NanoESCA beamline description

Insertion device

The NanoESCA beamline  shares the insertion device with the Nanospectroscopy beamline. Based on the Sasaki Apple II scheme, it consists of two identical undulator sections (Elettra insertion devices 1.1 and 1.2) and a phase modulation electromagnet arranged in an optical klystron configuration. This enables the two undulators to be properly phased, thus effectively doubling the undulator length and the useful flux. The insertion device is able to provide elliptically polarized light (circular left and right as well as linear horizontal and vertical as special cases) in a spectral range extending from 50 eV to 1000 eV, with high brilliance (using the first, third and fifth undulator harmonic). We emphasis the undulator capability of helicity inversion, which allows performing XMCD (X-Ray Magnetic Circular Dichroism) measurements. The optimum phase for measurements requiring circular polarisation can be found here.

Beamline Layout

The light source is the middle-point (4) between the undulator two sections (1) and (2) with phase modulator electromagnet (3).At 10 m from the source middle position, the pinhole (5) sets the beamline angular acceptance and stops unwanted radiation from the undulator.The toroidal mirror (6) demagnifies the source by a factor of 8 in the horizontal plane and 5.3 in the vertical.
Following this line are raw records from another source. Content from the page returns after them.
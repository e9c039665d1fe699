//! Per-request session state: correlation identifier, lifecycle state machine
//! and event sequencing.

use crate::errors::KilnError;
use kiln_types::{CorrelationId, EventKind, OutputEvent};
use serde::{Deserialize, Serialize};
use std::fmt;
use std::path::PathBuf;
use std::sync::atomic::{AtomicU64, Ordering};

/// Lifecycle states of one execution.
#[derive(Debug, Clone, Copy, PartialEq, Eq, Serialize, Deserialize)]
#[serde(rename_all = "snake_case")]
pub enum SessionState {
    Created,
    Compiling,
    CompileFailed,
    CompileOk,
    Running,
    TimedOut,
    Completed,
    Cancelled,
    Faulted,
}

impl SessionState {
    pub fn is_terminal(&self) -> bool {
        matches!(
            self,
            SessionState::CompileFailed
                | SessionState::TimedOut
                | SessionState::Completed
                | SessionState::Cancelled
                | SessionState::Faulted
        )
    }
}

/// What happened to move a session forward.
#[derive(Debug, Clone, Copy, PartialEq, Eq)]
pub enum Trigger {
    CompileInvoked,
    ToolchainFailed,
    ToolchainSucceeded,
    CompileDeadlineExceeded,
    ArtifactLaunched,
    ProcessExited,
    RunDeadlineExceeded,
    Cancel,
    Fault,
}

impl fmt::Display for Trigger {
    fn fmt(&self, f: &mut fmt::Formatter<'_>) -> fmt::Result {
        let name = match self {
            Trigger::CompileInvoked => "compile invoked",
            Trigger::ToolchainFailed => "toolchain exit != 0",
            Trigger::ToolchainSucceeded => "toolchain exit = 0",
            Trigger::CompileDeadlineExceeded => "compile deadline exceeded",
            Trigger::ArtifactLaunched => "artifact launched",
            Trigger::ProcessExited => "process exits",
            Trigger::RunDeadlineExceeded => "run deadline exceeded",
            Trigger::Cancel => "cancellation",
            Trigger::Fault => "fault",
        };
        f.write_str(name)
    }
}

impl SessionState {
    /// Apply a trigger, returning the next state.
    pub fn next(self, trigger: Trigger) -> Result<SessionState, KilnError> {
        use SessionState::*;
        use Trigger::*;

        let next = match (self, trigger) {
            (state, Cancel) if !state.is_terminal() => Cancelled,
            (state, Fault) if !state.is_terminal() => Faulted,
            (Created, CompileInvoked) => Compiling,
            (Compiling, ToolchainFailed) => CompileFailed,
            (Compiling, ToolchainSucceeded) => CompileOk,
            (Compiling, CompileDeadlineExceeded) => CompileFailed,
            (CompileOk, ArtifactLaunched) => Running,
            (Running, ProcessExited) => Completed,
            (Running, RunDeadlineExceeded) => TimedOut,
            (from, trigger) => {
                return Err(KilnError::InvalidTransition {
                    from,
                    trigger: trigger.to_string(),
                })
            }
        };
        Ok(next)
    }
}

/// Generates identifiers that stay unique for requests arriving in the same
/// millisecond: `<unix millis>-<process-wide counter>`.
#[derive(Debug, Default)]
pub struct CorrelationIdGenerator {
    counter: AtomicU64,
}

impl CorrelationIdGenerator {
    pub fn new() -> Self {
        Self::default()
    }

    pub fn next_id(&self) -> CorrelationId {
        let seq = self.counter.fetch_add(1, Ordering::Relaxed) + 1;
        let millis = chrono::Utc::now().timestamp_millis();
        CorrelationId::from(format!("{}-{}", millis, seq))
    }
}

/// State owned by one coordinator invocation.
#[derive(Debug)]
pub struct ExecutionSession {
    id: CorrelationId,
    workspace: Option<PathBuf>,
    state: SessionState,
    next_sequence: u64,
}

impl ExecutionSession {
    pub fn new(id: CorrelationId) -> Self {
        Self {
            id,
            workspace: None,
            state: SessionState::Created,
            next_sequence: 0,
        }
    }

    pub fn id(&self) -> &CorrelationId {
        &self.id
    }

    pub fn state(&self) -> SessionState {
        self.state
    }

    pub fn workspace(&self) -> Option<&PathBuf> {
        self.workspace.as_ref()
    }

    pub fn set_workspace(&mut self, path: PathBuf) {
        self.workspace = Some(path);
    }

    pub fn advance(&mut self, trigger: Trigger) -> Result<SessionState, KilnError> {
        let next = self.state.next(trigger)?;
        log::debug!(
            "Session {}: {:?} -> {:?} ({})",
            self.id,
            self.state,
            next,
            trigger
        );
        self.state = next;
        Ok(next)
    }

    /// Build the next event of this session, stamped with its sequence number.
    pub fn event(&mut self, kind: EventKind, line: impl Into<String>) -> OutputEvent {
        let event = OutputEvent::new(kind, line, self.id.clone()).with_sequence(self.next_sequence);
        self.next_sequence += 1;
        event
    }
}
The entrance slits are located at the horizontal (7) and vertical (8) foci of the toroidal mirror. The slit (7) becomes the virtual source for all of the following mirrors in the horizontal plane. The light is then dispersed by the monochromator (9),which also determines a further vertical demagnification by a factor 1.7. After the exit-slit (10), a retractable plane mirror (11) allows switching operation between the two branches of the beamline. The refocusing mirrors are two bendable elliptical cylinder mirrors arranged in a Kirkpatrick-Baez geometry. They are located in dedicated vacuum chambers (12). The SPELEEM microscope (13). The NanoESCA  photoemmission microscope (14). On the beamline first branch, the demagnification introduced by these elements is 11.5 in the horizontal direction and 5 in the vertical direction. For the NanoESCA (second branch), the demagnification factors are 13.9 and 7.6, for the horizontal and the vertical direction respectively.


Monochromator

The beamline monochromator uses the Variable Line Space (VLS) plane grating architecture. This solutions allows a large energy range can be covered with a relatively small change in the resolving power. Only two gratings are used to cover the energy range from 50 eV to 1000 eV. This is achieved by coupling the rotation of the grating with preceding plain mirror. The first grating has 200 l/mm and covers the energy range from 50 to 250 eV, while the second grating (400 l/mm) covers the range from 200 to 1000 eV. The calculated resolving power for the two VLS plane gratings is reported on the left hand side of the figure below. The full line is for the 200 l/mm grating and the dotted one for the 400 l/mm grating. The graph shows the measured spectrum of the nitrogen 1s to 1π* absorption from which we deduce a resolving power of 4000 at 400.8 eV, in agreement with the calculations.


Beamline flux

The experimental flux curves for a storage ring energy of 2.0 GeV are shown below for linear horizontal and circular polarisation (corresponding to the undulator phase set to 0 mm and 35 mm, respectively), normalized to 200 mA ring current. The data were collected with a photodiode inserted after the exit slit, which was opened to 10 μm (best energy resolution). In the case of the horizontal polarisation, the beamline delivers more than 1012 ph/s in an energy range extending from 50 to 600 eV. The maximum value of 1.8 x 1013 ph/s is reached at 145 eV. When considering the photon flux on the sample, the above figures have to be decreased by a factor of 0.7 for the first branch and 0.5 for the second one.


Refocussing optics

The micro spot size on the NanoESCA has been first measured and calibrated using an imaging setup consisting of a YAG crystal, a microscope objective and a visible CCD camera. At 140 ev, the total demagnication factor of the beamline for this branch is 110 and 70 for the horizontal and the vertical direction respectively. The best beamspot measured has a FWHM of 7.2x3.5 μm (HxV). Note that due to grazing incidence of the light onto the sample in the PEEM microscope, the effective beamspot size is 7x10 μm. The beamspot can be enlarged by a factor 2, without noticing a drastic change in the shape. Above that, the beamspot starts to be very inhomogeneous and affected by striations.